- _Your task_: Output the entire listing without altering anything.

- _Given information_:
◆ ◆ ◆ ◆ ◆
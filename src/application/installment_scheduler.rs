use crate::domain::installment::{InstallmentLog, build_schedule};
use crate::domain::limit::Tenor;
use crate::domain::money::Money;
use crate::domain::ports::{ClockRef, LedgerStoreRef};
use crate::domain::transaction::TransactionId;
use crate::error::{LedgerError, Result};
use chrono::FixedOffset;
use tracing::info;

/// Materializes the monthly repayment plan of a transaction.
#[derive(Clone)]
pub struct InstallmentScheduler {
    store: LedgerStoreRef,
    clock: ClockRef,
    reference_offset: FixedOffset,
}

impl InstallmentScheduler {
    pub fn new(store: LedgerStoreRef, clock: ClockRef, reference_offset: FixedOffset) -> Self {
        Self {
            store,
            clock,
            reference_offset,
        }
    }

    /// Inserts `tenor` installment rows summing exactly to `total`.
    ///
    /// `total` and `tenor` must match the transaction's own installment total
    /// and tenor, otherwise the call fails with [`LedgerError::ValidationError`].
    ///
    /// A transaction gets one schedule; a second call fails with
    /// [`LedgerError::ScheduleExists`] rather than duplicating rows.
    pub async fn generate(
        &self,
        transaction_id: TransactionId,
        total: Money,
        tenor: Tenor,
    ) -> Result<Vec<InstallmentLog>> {
        let schedule = build_schedule(total, tenor, self.clock.now(), self.reference_offset)?;

        let mut uow = self.store.begin().await?;
        let Some(transaction) = uow.lock_transaction(transaction_id).await? else {
            return Err(LedgerError::TransactionNotFound(transaction_id));
        };
        if transaction.installment_total != total || transaction.tenor != tenor {
            return Err(LedgerError::ValidationError(format!(
                "schedule of {total} over {tenor} months does not match transaction {transaction_id} ({} over {} months)",
                transaction.installment_total, transaction.tenor
            )));
        }
        if !uow.installments(transaction_id).await?.is_empty() {
            return Err(LedgerError::ScheduleExists(transaction_id));
        }
        let logs = uow.insert_installments(transaction_id, schedule).await?;
        uow.commit().await?;

        info!(
            transaction_id,
            %total,
            %tenor,
            first_due = ?logs.first().map(|log| log.due_date),
            "installment schedule generated"
        );
        Ok(logs)
    }
}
◆ ◆ ◆ ◆ ◆
- _Result below_:
filename src/application/installment_scheduler.rs
use crate::domain::installment::{InstallmentLog, build_schedule};
use crate::domain::limit::Tenor;
use crate::domain::money::Money;
use crate::domain::ports::{ClockRef, LedgerStoreRef};
use crate::domain::transaction::TransactionId;
use crate::error::{LedgerError, Result};
use chrono::FixedOffset;
use tracing::info;

/// Materializes the monthly repayment plan of a transaction.
#[derive(Clone)]
pub struct InstallmentScheduler {
    store: LedgerStoreRef,
    clock: ClockRef,
    reference_offset: FixedOffset,
}

impl InstallmentScheduler {
    pub fn new(store: LedgerStoreRef, clock: ClockRef, reference_offset: FixedOffset) -> Self {
        Self {
            store,
            clock,
            reference_offset,
        }
    }

    /// Inserts `tenor` installment rows summing exactly to `total`.
    ///
    /// `total` and `tenor` must match the transaction's own installment total
    /// and tenor, otherwise the call fails with [`LedgerError::ValidationError`].
    ///
    /// A transaction gets one schedule; a second call fails with
    /// [`LedgerError::ScheduleExists`] rather than duplicating rows.
    pub async fn generate(
        &self,
        transaction_id: TransactionId,
        total: Money,
        tenor: Tenor,
    ) -> Result<Vec<InstallmentLog>> {
        let schedule = build_schedule(total, tenor, self.clock.now(), self.reference_offset)?;

        let mut uow = self.store.begin().await?;
        let Some(transaction) = uow.lock_transaction(transaction_id).await? else {
            return Err(LedgerError::TransactionNotFound(transaction_id));
        };
        if transaction.installment_total != total || transaction.tenor != tenor {
            return Err(LedgerError::ValidationError(format!(
                "schedule of {total} over {tenor} months does not match transaction {transaction_id} ({} over {} months)",
                transaction.installment_total, transaction.tenor
            )));
        }
        if !uow.installments(transaction_id).await?.is_empty() {
            return Err(LedgerError::ScheduleExists(transaction_id));
        }
        let logs = uow.insert_installments(transaction_id, schedule).await?;
        uow.commit().await?;

        info!(
            transaction_id,
            %total,
            %tenor,
            first_due = ?logs.first().map(|log| log.due_date),
            "installment schedule generated"
        );
        Ok(logs)
    }
}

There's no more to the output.